Драго колебался, какое направление избрать, когда сзади раздался скрип подводы. Драго покинул деревню, и ему надо решаться: вправо уходила дорога, ведущая к югу, к Брезелю. Еще через две сотни метров был поворот налево – к Анохре.
Драго остановился. Подвода приближалась. Черная лошадь тянула телегу, где восседали двое зажиточных крестьян. Они настороженно рассматривали путника, чувствуя, что он их ожидает. Путник выглядел безоружным, и все же под его длинным широким плащом можно было кое-что спрятать.
Драго склонил голову в приветствии.
– Не подбросите меня, добрые люди?
Крестьяне покосились друг на друга. Один из них, державший поводья, сказал:
– Мы спешим. Неотложные дела. Заказ коменданта Анохры.
– На благо Правителя, – сказал второй.
Что ж, подумал Драго, совершенно равнодушный к спесивой самоуверенности крестьян, не желавших взять его, и к мечу на телеге рядом со вторым крестьянином. Значит, Анохра. Пусть будет так. Он начнет с Анохры, затем направится к Вальцирии, и, если там ничего не обнаружится, он предупредит связного и двинется к Брезелю. Мальчик все равно идет медленней, где-нибудь его следы обнаружатся.
Драго улыбнулся:
– Какая удача! И мне туда же. Тоже попросили городские власти.
Чтобы крестьяне снова не отказались от попутчика и заодно, чтобы отбить у них охоту рассказать что-то коменданту Анохры, Драго извлек из кармана золотой и поднял руку повыше.
– Плачу монету. Считай, вас благодарит в моем лице сам Правитель.
Крестьяне уставились на блестящую вещицу у путника в руке. Драго, ничего больше не спрашивая, запрыгнул на телегу.
5
Гурин, мчавшийся позади всех, размышлял о том, что передал ему комендант Лизии. И еще, как действовали трое гвардейцев, которых он выбрал.
Они были сильными и опытными воинами, готовыми выполнить любой приказ, самый абсурдный. Казалось, они вообще никогда ни о чем не задумывались. Даже Булох – командир их тройки.
Булох был крупнее Гурина. Шрам и Камень тоже были крупнее Гурина. Их теперешний предводитель, сам достаточно мощный мужчина, уступал им по габаритам, и лишь природная гибкость и реакция делали его сильнее в поединке с каждым из них в отдельности.
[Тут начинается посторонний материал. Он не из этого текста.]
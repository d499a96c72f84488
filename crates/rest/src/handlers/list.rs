//! Recipe listing handler.

use axum::{Json, extract::State};
use larder_model::Recipe;
use larder_store::core::RecipeStore;

use crate::error::ApiResult;
use crate::responses::DataResponse;
use crate::state::AppState;

/// Handler for `GET /recipes`.
///
/// Returns every recipe, title ascending, as `{ "data": [...] }`.
pub async fn list_handler<S>(
    State(state): State<AppState<S>>,
) -> ApiResult<Json<DataResponse<Recipe>>>
where
    S: RecipeStore + 'static,
{
    let data = state.store().list_recipes().await?;
    Ok(Json(DataResponse { data }))
}
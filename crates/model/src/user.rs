//! User account types.

use serde::{Deserialize, Serialize};

/// A stored user account.
///
/// `password_hash` is an argon2 PHC string and must never be exposed through
/// the API; response shaping happens in the HTTP layer.
#[derive(Debug, Clone, PartialEq, Serialize, Deserialize)]
pub struct User {
    /// Store-assigned numeric id.
    pub id: u64,
    /// Given name.
    pub first_name: String,
    /// Family name.
    pub last_name: String,
    /// Unique login name.
    pub username: String,
    /// Unique email address.
    pub email: String,
    /// Argon2 PHC-format password hash.
    pub password_hash: String,
    /// Current session token, if signed in.
    #[serde(default)]
    pub token: Option<String>,
    /// Whether the user has admin privileges.
    #[serde(default)]
    pub is_admin: bool,
}

/// A validated signup payload. The store assigns `id`; the HTTP layer has
/// already hashed the password and minted the initial session token.
#[derive(Debug, Clone, PartialEq, Serialize, Deserialize)]
pub struct NewUser {
    /// Given name.
    pub first_name: String,
    /// Family name.
    pub last_name: String,
    /// Unique login name.
    pub username: String,
    /// Unique email address.
    pub email: String,
    /// Argon2 PHC-format password hash.
    pub password_hash: String,
    /// Initial session token.
    pub token: Option<String>,
}

impl User {
    /// Builds a stored user from a signup payload.
    pub fn from_new(id: u64, new: NewUser) -> Self {
        User {
            id,
            first_name: new.first_name,
            last_name: new.last_name,
            username: new.username,
            email: new.email,
            password_hash: new.password_hash,
            token: new.token,
            is_admin: false,
        }
    }
}

#[cfg(test)]
mod tests {
    use super::*;

    #[test]
    fn test_from_new_is_never_admin() {
        let user = User::from_new(
            1,
            NewUser {
                first_name: "Ada".to_string(),
                last_name: "Lovelace".to_string(),
                username: "ada".to_string(),
                email: "ada@example.com".to_string(),
                password_hash: "$argon2id$...".to_string(),
                token: Some("tok".to_string()),
            },
        );
        assert_eq!(user.id, 1);
        assert!(!user.is_admin);
        assert_eq!(user.token.as_deref(), Some("tok"));
    }
}
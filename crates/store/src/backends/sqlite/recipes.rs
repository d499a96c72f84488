//! RecipeStore implementation for SQLite.

use async_trait::async_trait;
use chrono::Utc;
use larder_model::{NewRecipe, Recipe, RecipeUpdate};
use rusqlite::{OptionalExtension, params};
use tracing::debug;

use crate::core::RecipeStore;
use crate::error::StoreResult;
use crate::search::Filter;

use super::SqliteBackend;
use super::backend::{internal_error, serialization_error};

fn parse_recipe(data: &str) -> StoreResult<Recipe> {
    serde_json::from_str(data)
        .map_err(|e| serialization_error(format!("Failed to parse recipe document: {}", e)))
}

#[async_trait]
impl RecipeStore for SqliteBackend {
    fn backend_name(&self) -> &'static str {
        "sqlite"
    }

    async fn create_recipe(&self, new: NewRecipe) -> StoreResult<Recipe> {
        let mut conn = self.get_connection()?;
        let tx = conn
            .transaction()
            .map_err(|e| internal_error(format!("Failed to begin transaction: {}", e)))?;

        let next_id: u64 = tx
            .query_row("SELECT COALESCE(MAX(id), 0) + 1 FROM recipes", [], |row| {
                row.get(0)
            })
            .map_err(|e| internal_error(format!("Failed to allocate recipe id: {}", e)))?;

        let recipe = Recipe::from_new(next_id, Utc::now(), new);
        let data = serde_json::to_string(&recipe)
            .map_err(|e| serialization_error(format!("Failed to serialize recipe: {}", e)))?;

        tx.execute(
            "INSERT INTO recipes (id, title, data) VALUES (?1, ?2, ?3)",
            params![recipe.id, recipe.title, data],
        )
        .map_err(|e| internal_error(format!("Failed to insert recipe: {}", e)))?;

        tx.commit()
            .map_err(|e| internal_error(format!("Failed to commit recipe insert: {}", e)))?;

        debug!(id = recipe.id, title = %recipe.title, "Created recipe");
        Ok(recipe)
    }

    async fn get_recipe(&self, id: u64) -> StoreResult<Option<Recipe>> {
        let conn = self.get_connection()?;

        let data: Option<String> = conn
            .query_row(
                "SELECT data FROM recipes WHERE id = ?1",
                params![id],
                |row| row.get(0),
            )
            .optional()
            .map_err(|e| internal_error(format!("Failed to read recipe: {}", e)))?;

        match data {
            Some(data) => Ok(Some(parse_recipe(&data)?)),
            None => Ok(None),
        }
    }

    async fn list_recipes(&self) -> StoreResult<Vec<Recipe>> {
        let conn = self.get_connection()?;

        let mut stmt = conn
            .prepare("SELECT data FROM recipes ORDER BY title COLLATE NOCASE ASC, title ASC")
            .map_err(|e| internal_error(format!("Failed to prepare listing query: {}", e)))?;

        let rows = stmt
            .query_map([], |row| row.get::<_, String>(0))
            .map_err(|e| internal_error(format!("Failed to list recipes: {}", e)))?;

        let mut recipes = Vec::new();
        for row in rows {
            let data = row.map_err(|e| internal_error(format!("Failed to read row: {}", e)))?;
            recipes.push(parse_recipe(&data)?);
        }
        Ok(recipes)
    }

    async fn update_recipe(&self, id: u64, update: RecipeUpdate) -> StoreResult<Option<Recipe>> {
        let mut conn = self.get_connection()?;
        let tx = conn
            .transaction()
            .map_err(|e| internal_error(format!("Failed to begin transaction: {}", e)))?;

        let data: Option<String> = tx
            .query_row(
                "SELECT data FROM recipes WHERE id = ?1",
                params![id],
                |row| row.get(0),
            )
            .optional()
            .map_err(|e| internal_error(format!("Failed to read recipe: {}", e)))?;

        let Some(data) = data else {
            return Ok(None);
        };

        let mut recipe = parse_recipe(&data)?;
        recipe.apply(update);

        let data = serde_json::to_string(&recipe)
            .map_err(|e| serialization_error(format!("Failed to serialize recipe: {}", e)))?;

        tx.execute(
            "UPDATE recipes SET title = ?1, data = ?2 WHERE id = ?3",
            params![recipe.title, data, id],
        )
        .map_err(|e| internal_error(format!("Failed to update recipe: {}", e)))?;

        tx.commit()
            .map_err(|e| internal_error(format!("Failed to commit recipe update: {}", e)))?;

        debug!(id, title = %recipe.title, "Updated recipe");
        Ok(Some(recipe))
    }

    async fn find_recipes(
        &self,
        filter: &Filter,
        limit: Option<usize>,
    ) -> StoreResult<Vec<Recipe>> {
        let conn = self.get_connection()?;

        // Rows come back already title-ordered, so matching can stop as soon
        // as the cap is reached.
        let mut stmt = conn
            .prepare("SELECT data FROM recipes ORDER BY title COLLATE NOCASE ASC, title ASC")
            .map_err(|e| internal_error(format!("Failed to prepare search query: {}", e)))?;

        let rows = stmt
            .query_map([], |row| row.get::<_, String>(0))
            .map_err(|e| internal_error(format!("Failed to search recipes: {}", e)))?;

        let mut matches = Vec::new();
        for row in rows {
            let data = row.map_err(|e| internal_error(format!("Failed to read row: {}", e)))?;
            let recipe = parse_recipe(&data)?;
            if filter.matches(&recipe) {
                matches.push(recipe);
                if limit.is_some_and(|cap| matches.len() >= cap) {
                    break;
                }
            }
        }

        debug!(matched = matches.len(), "Search complete");
        Ok(matches)
    }

    async fn distinct_tags(&self) -> StoreResult<Vec<String>> {
        let conn = self.get_connection()?;

        let mut stmt = conn
            .prepare(
                "SELECT DISTINCT je.value
                 FROM recipes AS r, json_each(r.data, '$.tags') AS je
                 ORDER BY je.value",
            )
            .map_err(|e| internal_error(format!("Failed to prepare tags query: {}", e)))?;

        collect_strings(&mut stmt)
    }

    async fn distinct_submitters(&self) -> StoreResult<Vec<String>> {
        let conn = self.get_connection()?;

        let mut stmt = conn
            .prepare(
                "SELECT DISTINCT json_extract(data, '$.submitted_by')
                 FROM recipes ORDER BY 1",
            )
            .map_err(|e| internal_error(format!("Failed to prepare submitters query: {}", e)))?;

        collect_strings(&mut stmt)
    }
}

fn collect_strings(stmt: &mut rusqlite::Statement<'_>) -> StoreResult<Vec<String>> {
    let rows = stmt
        .query_map([], |row| row.get::<_, String>(0))
        .map_err(|e| internal_error(format!("Failed to run query: {}", e)))?;

    let mut values = Vec::new();
    for row in rows {
        values.push(row.map_err(|e| internal_error(format!("Failed to read row: {}", e)))?);
    }
    Ok(values)
}
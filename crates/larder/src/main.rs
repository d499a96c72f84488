//! Larder - a self-hosted family recipe catalog server.

use clap::Parser;
use larder_rest::{ServerConfig, create_app_with_config, init_logging};
use tracing::info;

#[cfg(feature = "sqlite")]
use larder_store::backends::sqlite::SqliteBackend;

/// Creates and initializes the SQLite backend from the server configuration.
#[cfg(feature = "sqlite")]
fn create_sqlite_backend(config: &ServerConfig) -> anyhow::Result<SqliteBackend> {
    info!(database = %config.database_url, "Initializing SQLite backend");

    let backend = SqliteBackend::open(&config.database_url)?;
    backend.init_schema()?;

    Ok(backend)
}

/// Starts the Axum HTTP server.
async fn serve(app: axum::Router, config: &ServerConfig) -> anyhow::Result<()> {
    let addr = config.socket_addr();
    info!(address = %addr, "Server listening");
    let listener = tokio::net::TcpListener::bind(&addr).await?;
    axum::serve(listener, app).await?;
    Ok(())
}

#[tokio::main]
async fn main() -> anyhow::Result<()> {
    let config = ServerConfig::parse();
    init_logging(&config.log_level);

    if let Err(errors) = config.validate() {
        for error in &errors {
            eprintln!("Configuration error: {}", error);
        }
        std::process::exit(1);
    }

    info!(
        port = config.port,
        host = %config.host,
        "Starting Larder server"
    );

    start_sqlite(config).await
}

/// Starts the server with the SQLite backend.
#[cfg(feature = "sqlite")]
async fn start_sqlite(config: ServerConfig) -> anyhow::Result<()> {
    let backend = create_sqlite_backend(&config)?;
    let app = create_app_with_config(backend, config.clone());
    serve(app, &config).await
}

/// Fallback when the sqlite feature is not enabled.
#[cfg(not(feature = "sqlite"))]
async fn start_sqlite(_config: ServerConfig) -> anyhow::Result<()> {
    anyhow::bail!(
        "The sqlite backend requires the 'sqlite' feature. \
         Build with: cargo build -p larder --features sqlite"
    )
}
//! SQLite document-store backend.
//!
//! Recipes and users are stored as whole JSON documents, one row per record,
//! with a handful of extracted columns for ordering (`recipes.title`),
//! uniqueness (`users.username`, `users.email`), and token lookup. Search
//! filters are evaluated against the deserialized documents; the catalog is
//! small enough that loading the title-ordered collection and walking it is
//! the simplest correct execution of the filter tree.

mod backend;
mod recipes;
mod schema;
mod users;

pub use backend::{SqliteBackend, SqliteBackendConfig};
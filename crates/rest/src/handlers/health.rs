//! Service info and liveness handlers.

use axum::Json;
use serde_json::{Value, json};

/// Handler for `GET /`.
///
/// Returns a short service description.
pub async fn info_handler() -> Json<Value> {
    Json(json!({
        "info": "Larder: an API for storing family recipes."
    }))
}

/// Handler for `GET /health`.
///
/// Liveness probe; returns 200 as long as the process is serving.
pub async fn health_handler() -> Json<Value> {
    Json(json!({ "status": "ok" }))
}
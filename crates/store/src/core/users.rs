//! User storage trait.

use async_trait::async_trait;
use larder_model::{NewUser, User};

use crate::error::StoreResult;

/// Storage operations for user accounts.
#[async_trait]
pub trait UserStore: Send + Sync {
    /// Creates a user, assigning the next numeric id.
    ///
    /// # Errors
    ///
    /// [`ResourceError::AlreadyExists`](crate::error::ResourceError::AlreadyExists)
    /// when the username or email is already taken.
    async fn create_user(&self, new: NewUser) -> StoreResult<User>;

    /// Looks up a user by exact username.
    async fn find_user_by_username(&self, username: &str) -> StoreResult<Option<User>>;

    /// Looks up a user by session token.
    async fn find_user_by_token(&self, token: &str) -> StoreResult<Option<User>>;

    /// Replaces a user's session token (`None` clears it).
    ///
    /// Returns the updated user, or `None` when no user has that id.
    async fn set_user_token(&self, id: u64, token: Option<&str>) -> StoreResult<Option<User>>;
}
И, конечно, Гурин оказался бы бессилен против двоих из них.
Это не касалось силы ума: здесь Гурин дал бы фору всем троим. Из них ближе к Гурину был Булох. Светлый, с бледно-голубыми глазами, он источал свирепую наглость и обладал хоть какими-то задатками руководителя. Ничего подобного не было у Камня и Шрама. Выросшие в бедных крестьянских семьях, оба в ранней юности за долги родителей попали в кабалу к крупным городским ремесленникам и уже оттуда перекочевали в личную гвардию Правителя.
Камень, пучеглазый, неопрятный, заросший черной щетиной, получил свое имя из-за формы головы. Крупная, деформированная и угловатая, она действительно напоминала булыжник, валявшийся на вершине горы, где неугомонные ветры за десятилетия оставили в нем впадины для глаз и выделили уродливую челюсть. Шрам был обладателем давней жутковатой раны в виде трех полос на левой щеке, бледно-розоватых, с расстояния порождавших иллюзию обожженной кожи. Хирургически одинаковые полосы скорее являлись следами пытки, нежели какого-то поединка, Шрам никому не говорил правды. Оба, и Камень, и Шрам, брили головы, уродуя себя окончательно.
Казалось, им нужно было лишь хорошо поесть и хорошо поспать. И рвение, с которым они выполняли задание, объяснялось тем же – после окончания они выспятся лучше обычного и, возможно, устроят продолжительный пир.
Гурин рассматривал их спины и начинал понимать, что не все так просто, и задание отнюдь не выглядит прогулкой, как ему показалось сначала.